Okay, I take back adding ℵ₀ at the end. Just add "Fred" at the end. Anything atomic and finite. Bringing ω+(ω^2) into it feels much too massive.
I studied transfinite cardinals in high school (on my own, not in a class), but it wasn't until much later that I even knew there was such a thing as ordinals. I guess I should sit down with a book and really learn all this.
We were already derailed before, as this topic is about logic programming originally.
It will get back on track if when @bh moves posts 88+ to a separate topic, called "Streams library maintenance" or something.

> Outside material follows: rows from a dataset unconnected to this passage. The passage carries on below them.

//! Flat tabular views of a [`PipelineReport`]
//!
//! Report consumers (spreadsheets, dashboards, charting) want one row per
//! individual, group or ranking entry rather than the nested report. Each
//! row type serializes to a flat record, suitable for CSV.

use std::collections::BTreeMap;

use serde::Serialize;

use crate::{
    bias::BiasAnalysis,
    model::{Group, PersonId},
    pipeline::{PipelineReport, SourceReport},
};

/// One raw score and its outlier verdict.
#[derive(Debug, Clone, PartialEq, Serialize)]
pub struct OutlierRow {
    pub period: String,
    pub source: String,
    pub id: PersonId,
    pub group: Option<Group>,
    pub score: f64,
    pub z_score: f64,
    pub is_outlier: bool,
}

/// Statistics of one group at one stage of one source.
#[derive(Debug, Clone, PartialEq, Serialize)]
pub struct BiasRow {
    pub period: String,
    pub source: String,
    /// `before` or `after` correction.
    pub stage: &'static str,
    pub group: Group,
    pub count: usize,
    pub mean: f64,
    pub std_dev: f64,
    pub median: f64,
    pub min: f64,
    pub max: f64,
    pub q1: f64,
    pub q3: f64,
    pub mean_difference: f64,
    #[serde(serialize_with = "fairrank_stats::serde_float::serialize")]
    pub t_statistic: f64,
    pub p_value: f64,
    pub effect_size: f64,
    pub bias_detected: bool,
}

/// Filtered and final component score of one individual.
#[derive(Debug, Clone, PartialEq, Serialize)]
pub struct AdjustmentRow {
    pub period: String,
    pub source: String,
    pub id: PersonId,
    pub group: Option<Group>,
    pub filtered_score: f64,
    pub corrected_score: f64,
    pub shift: f64,
}

#[derive(Debug, Clone, PartialEq, Serialize)]
pub struct RankingRow {
    pub period: String,
    pub position: usize,
    pub id: PersonId,
    pub group: Option<Group>,
    pub combined_score: f64,
    /// `name=score` pairs joined with `;`.
    pub components: String,
}

/// All flat tables of one report.
#[derive(Debug, Clone, Default, PartialEq)]
pub struct ReportTables {
    pub outliers: Vec<OutlierRow>,
    pub bias: Vec<BiasRow>,
    pub adjustments: Vec<AdjustmentRow>,
    pub ranking: Vec<RankingRow>,
}

impl ReportTables {
    /// Flattens `report`, looking individuals' groups up in `groups`.
    #[must_use]
    pub fn new(report: &PipelineReport, groups: &BTreeMap<PersonId, Group>) -> Self {
        let mut tables = Self::default();
        for source in &report.sources {
            tables
                .outliers
                .extend(outlier_rows(&report.period, source, groups));
            tables.bias.extend(bias_rows(
                &report.period,
                &source.source,
                "before",
                &source.bias_before,
            ));
            tables.bias.extend(bias_rows(
                &report.period,
                &source.source,
                "after",
                &source.bias_after,
            ));
            tables
                .adjustments
                .extend(adjustment_rows(&report.period, source, groups));
        }
        tables.ranking = report
            .ranking
            .entries
            .iter()
            .map(|entry| RankingRow {
                period: report.period.clone(),
                position: entry.position,
                id: entry.id.clone(),
                group: groups.get(&entry.id).copied(),
                combined_score: entry.combined_score,
                components: format_components(&entry.components),
            })
            .collect();
        tables
    }
}

fn outlier_rows<'a>(
    period: &'a str,
    source: &'a SourceReport,
    groups: &'a BTreeMap<PersonId, Group>,
) -> impl Iterator<Item = OutlierRow> + 'a {
    source
        .sample
        .iter()
        .zip(&source.outliers.z_scores)
        .enumerate()
        .map(move |(i, ((id, score), &z_score))| OutlierRow {
            period: period.to_owned(),
            source: source.source.clone(),
            id: id.clone(),
            group: groups.get(id).copied(),
            score,
            z_score,
            is_outlier: source.outliers.is_outlier(i),
        })
}

fn bias_rows(
    period: &str,
    source: &str,
    stage: &'static str,
    analysis: &BiasAnalysis,
) -> [BiasRow; 2] {
    [&analysis.group_a, &analysis.group_b].map(|g| BiasRow {
        period: period.to_owned(),
        source: source.to_owned(),
        stage,
        group: g.group,
        count: g.stats.count,
        mean: g.stats.mean,
        std_dev: g.stats.std_dev,
        median: g.stats.median,
        min: g.stats.min,
        max: g.stats.max,
        q1: g.stats.q1,
        q3: g.stats.q3,
        mean_difference: analysis.mean_difference,
        t_statistic: analysis.t_statistic,
        p_value: analysis.p_value,
        effect_size: analysis.effect_size,
        bias_detected: analysis.bias_detected,
    })
}

fn adjustment_rows<'a>(
    period: &'a str,
    source: &'a SourceReport,
    groups: &'a BTreeMap<PersonId, Group>,
) -> impl Iterator<Item = AdjustmentRow> + 'a {
    let raw = source.sample.to_map();
    source
        .corrected_scores
        .iter()
        .filter_map(move |(id, &corrected_score)| {
            let filtered_score = *raw.get(id)?;
            Some(AdjustmentRow {
                period: period.to_owned(),
                source: source.source.clone(),
                id: id.clone(),
                group: groups.get(id).copied(),
                filtered_score,
                corrected_score,
                shift: corrected_score - filtered_score,
            })
        })
}

fn format_components(components: &BTreeMap<String, f64>) -> String {
    components
        .iter()
        .map(|(name, score)| format!("{name}={score:.4}"))
        .collect::<Vec<_>>()
        .join(";")
}

#[cfg(test)]
mod tests {
    use super::*;
    use crate::{
        config::PipelineConfig,
        model::{EvaluationBatch, PersonRecord, source},
        pipeline::Pipeline,
    };

    fn report() -> (PipelineReport, BTreeMap<PersonId, Group>) {
        let people = [
            ("F1", Group::Female, 6.0, 5.0),
            ("F2", Group::Female, 7.0, 6.0),
            ("F3", Group::Female, 7.0, 6.5),
            ("F4", Group::Female, 8.0, 7.0),
            ("M1", Group::Male, 8.0, 7.0),
            ("M2", Group::Male, 9.0, 7.5),
            ("M3", Group::Male, 9.0, 8.0),
            ("M4", Group::Male, 10.0, 8.5),
            ("O1", Group::Other, 7.5, 7.0),
        ];
        let batch = EvaluationBatch {
            period: "2024-H1".into(),
            people: people
                .iter()
                .map(|(id, g, c, o)| {
                    PersonRecord::new(*id, *g)
                        .with_score(source::COMPETENCY, *c)
                        .with_score(source::OKR, *o)
                })
                .collect(),
        };
        let report = Pipeline::new(PipelineConfig::default())
            .unwrap()
            .run(&batch)
            .unwrap();
        (report, batch.groups())
    }

    #[test]
    fn test_row_counts() {
        let (report, groups) = report();
        let tables = ReportTables::new(&report, &groups);
        assert_eq!(tables.outliers.len(), 18);
        assert_eq!(tables.bias.len(), 8);
        assert_eq!(tables.adjustments.len(), 18);
        assert_eq!(tables.ranking.len(), 9);
    }

    #[test]
    fn test_adjustment_rows() {
        let (report, groups) = report();
        let tables = ReportTables::new(&report, &groups);
        let f1 = tables
            .adjustments
            .iter()
            .find(|r| r.source == source::COMPETENCY && r.id.as_str() == "F1")
            .unwrap();
        assert_eq!(f1.filtered_score, 6.0);
        assert_eq!(f1.shift, 1.0);
        let other = tables
            .adjustments
            .iter()
            .find(|r| r.group == Some(Group::Other))
            .unwrap();
        assert_eq!(other.shift, 0.0);
    }

    #[test]
    fn test_bias_rows_have_both_stages() {
        let (report, groups) = report();
        let tables = ReportTables::new(&report, &groups);
        let competency = tables
            .bias
            .iter()
            .filter(|r| r.source == source::COMPETENCY)
            .collect::<Vec<_>>();
        assert_eq!(competency.len(), 4);
        assert!(competency[0].bias_detected);
        assert_eq!(competency[0].stage, "before");
        assert_eq!(competency[0].group, Group::Female);
        assert_eq!(competency[2].stage, "after");
        assert!(!competency[2].bias_detected);
    }

    #[test]
    fn test_components_format() {
        let components = BTreeMap::from([("competency".to_owned(), 7.0), ("okr".to_owned(), 8.25)]);
        assert_eq!(format_components(&components), "competency=7.0000;okr=8.2500");
        assert_eq!(format_components(&BTreeMap::new()), "");
    }
}
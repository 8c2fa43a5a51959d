//! Serde helpers for floats that may be infinite.
//!
//! JSON has no representation for `inf` or `NaN`, and `serde_json` writes them
//! as `null`, which cannot be read back into an `f64`. Use with
//! `#[serde(with = "fairrank_stats::serde_float")]`: finite values stay plain
//! numbers, non-finite values become the strings `"inf"`, `"-inf"` and `"nan"`.
//!
//! ```
//! use serde::{Deserialize, Serialize};
//!
//! #[derive(Debug, PartialEq, Serialize, Deserialize)]
//! struct Statistic {
//!     #[serde(with = "fairrank_stats::serde_float")]
//!     t: f64,
//! }
//!
//! let json = serde_json::to_string(&Statistic { t: f64::NEG_INFINITY }).unwrap();
//! assert_eq!(json, r#"{"t":"-inf"}"#);
//! let back: Statistic = serde_json::from_str(&json).unwrap();
//! assert_eq!(back.t, f64::NEG_INFINITY);
//! ```

use serde::{Deserialize, Deserializer, Serializer, de::Error as _};

#[derive(Deserialize)]
#[serde(untagged)]
enum Repr {
    Number(f64),
    Text(String),
}

#[allow(clippy::trivially_copy_pass_by_ref)]
pub fn serialize<S>(value: &f64, serializer: S) -> Result<S::Ok, S::Error>
where
    S: Serializer,
{
    if value.is_finite() {
        serializer.serialize_f64(*value)
    } else if value.is_nan() {
        serializer.serialize_str("nan")
    } else if value.is_sign_positive() {
        serializer.serialize_str("inf")
    } else {
        serializer.serialize_str("-inf")
    }
}

pub fn deserialize<'de, D>(deserializer: D) -> Result<f64, D::Error>
where
    D: Deserializer<'de>,
{
    match Repr::deserialize(deserializer)? {
        Repr::Number(value) => Ok(value),
        Repr::Text(text) => match text.as_str() {
            "inf" => Ok(f64::INFINITY),
            "-inf" => Ok(f64::NEG_INFINITY),
            "nan" => Ok(f64::NAN),
            other => Err(D::Error::custom(format!(
                "expected a number, \"inf\", \"-inf\" or \"nan\", got {other:?}"
            ))),
        },
    }
}
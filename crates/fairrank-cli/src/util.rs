use std::{
    fs::File,
    io::{self, BufReader, BufWriter, StdoutLock, Write},
    path::{Path, PathBuf},
};

use anyhow::Context;
use fairrank_analysis::model::EvaluationBatch;
use serde::{Serialize, de::DeserializeOwned};

/// Destination of a JSON document: a file, or stdout when no path is given.
#[derive(Debug)]
pub enum Output {
    Stdout(StdoutLock<'static>),
    File {
        writer: BufWriter<File>,
        path: PathBuf,
    },
}

impl Output {
    pub fn create(path: Option<&Path>) -> anyhow::Result<Self> {
        let Some(path) = path else {
            return Ok(Output::Stdout(io::stdout().lock()));
        };
        let file = File::create(path)
            .with_context(|| format!("Failed to create output file: {}", path.display()))?;
        Ok(Output::File {
            writer: BufWriter::new(file),
            path: path.to_owned(),
        })
    }

    pub fn describe(&self) -> String {
        match self {
            Output::Stdout(_) => "stdout".to_owned(),
            Output::File { path, .. } => path.display().to_string(),
        }
    }

    /// Writes `value` as pretty-printed JSON followed by a newline.
    pub fn save_json<T>(value: &T, path: Option<&Path>) -> anyhow::Result<()>
    where
        T: Serialize,
    {
        let mut output = Output::create(path)?;
        serde_json::to_writer_pretty(&mut output, value)
            .with_context(|| format!("Failed to write JSON to {}", output.describe()))?;
        output
            .write_all(b"\n")
            .and_then(|()| output.flush())
            .with_context(|| format!("Failed to finish writing {}", output.describe()))?;
        tracing::info!(output = %output.describe(), "wrote JSON");
        Ok(())
    }
}

impl Write for Output {
    fn write(&mut self, buf: &[u8]) -> io::Result<usize> {
        match self {
            Output::Stdout(writer) => writer.write(buf),
            Output::File { writer, .. } => writer.write(buf),
        }
    }

    fn flush(&mut self) -> io::Result<()> {
        match self {
            Output::Stdout(writer) => writer.flush(),
            Output::File { writer, .. } => writer.flush(),
        }
    }
}

pub fn read_json_file<T>(what: &str, path: &Path) -> anyhow::Result<T>
where
    T: DeserializeOwned,
{
    let file = File::open(path)
        .with_context(|| format!("Failed to open {what} file: {}", path.display()))?;
    serde_json::from_reader(BufReader::new(file))
        .with_context(|| format!("Failed to parse {what} file: {}", path.display()))
}

pub fn read_batch_file(path: &Path) -> anyhow::Result<EvaluationBatch> {
    read_json_file("evaluation batch", path)
}

/// Writes `rows` as a CSV table whose header comes from the row's field names.
pub fn write_csv<T>(path: &Path, rows: &[T]) -> anyhow::Result<()>
where
    T: Serialize,
{
    let mut writer = csv::Writer::from_path(path)
        .with_context(|| format!("Failed to create CSV file: {}", path.display()))?;
    for row in rows {
        writer
            .serialize(row)
            .with_context(|| format!("Failed to write CSV row to {}", path.display()))?;
    }
    writer
        .flush()
        .with_context(|| format!("Failed to flush CSV file: {}", path.display()))?;
    tracing::debug!(path = %path.display(), rows = rows.len(), "wrote CSV table");
    Ok(())
}
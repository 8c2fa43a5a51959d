use serde::{Deserialize, Serialize};

use crate::percentiles::compute_percentile;

/// Location and spread of a set of scores.
///
/// Variance and standard deviation use the sample (`n - 1`) divisor. They are
/// undefined for a single observation and reported as `0.0` in that case, so
/// callers that need a defined spread must check [`count`](Self::count).
#[derive(Debug, Clone, PartialEq, Serialize, Deserialize)]
pub struct DescriptiveStats {
    pub count: usize,
    pub min: f64,
    pub max: f64,
    pub mean: f64,
    /// Mean of the two central values for even counts.
    pub median: f64,
    pub variance: f64,
    pub std_dev: f64,
    /// First quartile (25th percentile, interpolated).
    pub q1: f64,
    /// Third quartile (75th percentile, interpolated).
    pub q3: f64,
}

impl DescriptiveStats {
    /// Summarizes values in any order; `None` when there are none.
    ///
    /// # Examples
    ///
    /// ```
    /// # use fairrank_stats::descriptive::DescriptiveStats;
    /// let scores = DescriptiveStats::new([9.0, 6.0, 8.0, 5.0, 7.0]).unwrap();
    /// assert_eq!((scores.min, scores.max), (5.0, 9.0));
    /// assert_eq!(scores.mean, 7.0);
    /// assert_eq!(scores.median, 7.0);
    /// assert_eq!(scores.variance, 2.5);
    /// ```
    #[must_use]
    pub fn new<I>(values: I) -> Option<Self>
    where
        I: IntoIterator<Item = f64>,
    {
        let mut sorted: Vec<f64> = values.into_iter().collect();
        sorted.sort_by(f64::total_cmp);
        Self::from_sorted(&sorted)
    }

    /// Summarizes values already sorted ascending.
    ///
    /// # Panics
    ///
    /// Debug builds panic on unsorted input.
    ///
    /// # Examples
    ///
    /// ```
    /// # use fairrank_stats::descriptive::DescriptiveStats;
    /// let values = [6.0, 7.0, 7.0, 8.0];
    /// let stats = DescriptiveStats::from_sorted(&values).unwrap();
    /// assert_eq!(stats.count, 4);
    /// assert_eq!(stats.median, 7.0);
    /// ```
    #[must_use]
    pub fn from_sorted(sorted_values: &[f64]) -> Option<Self> {
        debug_assert!(sorted_values.is_sorted(), "input must be sorted ascending");

        let (&first, &last) = (sorted_values.first()?, sorted_values.last()?);
        let mean = mean(sorted_values)?;
        let variance = sample_variance_around(sorted_values, mean).unwrap_or(0.0);

        Some(Self {
            count: sorted_values.len(),
            min: first,
            max: last,
            mean,
            median: compute_percentile(sorted_values, 50.0),
            variance,
            std_dev: variance.sqrt(),
            q1: compute_percentile(sorted_values, 25.0),
            q3: compute_percentile(sorted_values, 75.0),
        })
    }
}

/// Arithmetic mean, or `None` for an empty slice.
///
/// ```
/// # use fairrank_stats::descriptive::mean;
/// assert_eq!(mean(&[1.0, 2.0, 6.0]), Some(3.0));
/// assert_eq!(mean(&[]), None);
/// ```
#[expect(clippy::cast_precision_loss)]
#[must_use]
pub fn mean(values: &[f64]) -> Option<f64> {
    if values.is_empty() {
        return None;
    }
    Some(values.iter().sum::<f64>() / values.len() as f64)
}

/// Sample variance (`n - 1` divisor), or `None` when fewer than two values are given.
///
/// ```
/// # use fairrank_stats::descriptive::sample_variance;
/// assert_eq!(sample_variance(&[6.0, 7.0, 7.0, 8.0]), Some(2.0 / 3.0));
/// assert_eq!(sample_variance(&[1.0]), None);
/// ```
#[must_use]
pub fn sample_variance(values: &[f64]) -> Option<f64> {
    sample_variance_around(values, mean(values)?)
}

#[expect(clippy::cast_precision_loss)]
fn sample_variance_around(values: &[f64], mean: f64) -> Option<f64> {
    if values.len() < 2 {
        return None;
    }
    let sum_sq = values.iter().map(|v| (v - mean).powi(2)).sum::<f64>();
    Some(sum_sq / (values.len() - 1) as f64)
}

I decided to adopt bh's witty proposal of map over keep from map over stream (without the fancy colours), and replace my original map over keep from stream (a.k.a. Python list comprehension arranged for streams) with it. It's almost as fast even for simple cases.
I dropped some of my own "optimizations" such as variadic stream-merge and variadic stream-interleave, they don't add much value as it turns out.
For now I'm done with developing, I think - the only kind of feature I would like to add is for reporters and predicates to be able to use index and stream history according to the Snap! style guide (?). For that I'll be awaiting response from bh a/o jens about ring variables a/o upvars (which appear not to work as I want them to, when used in stream blocks). " Don't hold your breath" is an answer, too - in that case I propose to publish the library like this.
An example generator of positive and negative integers, and one of fractions, perhaps?
Or are you thinking of robots moving according to coordinates from a stream?
Or ... ?
I was thinking at the level of streams - not robots and birds.
An early example is constructing even positive integers in two ways: (1) take in a stream of natural numbers and output the double of each element and (2) take in a stream of natural numbers and output every other input element.
Then creating a stream of the positive rational numbers (including the negative ones isn't hard) to make the point that the rational numbers are countable.
Finally create a stream whose input is a stream claimed to include all the real numbers and show that a stream of numbers not included in the input stream can be computed. Each real number can be represented by a stream of digits.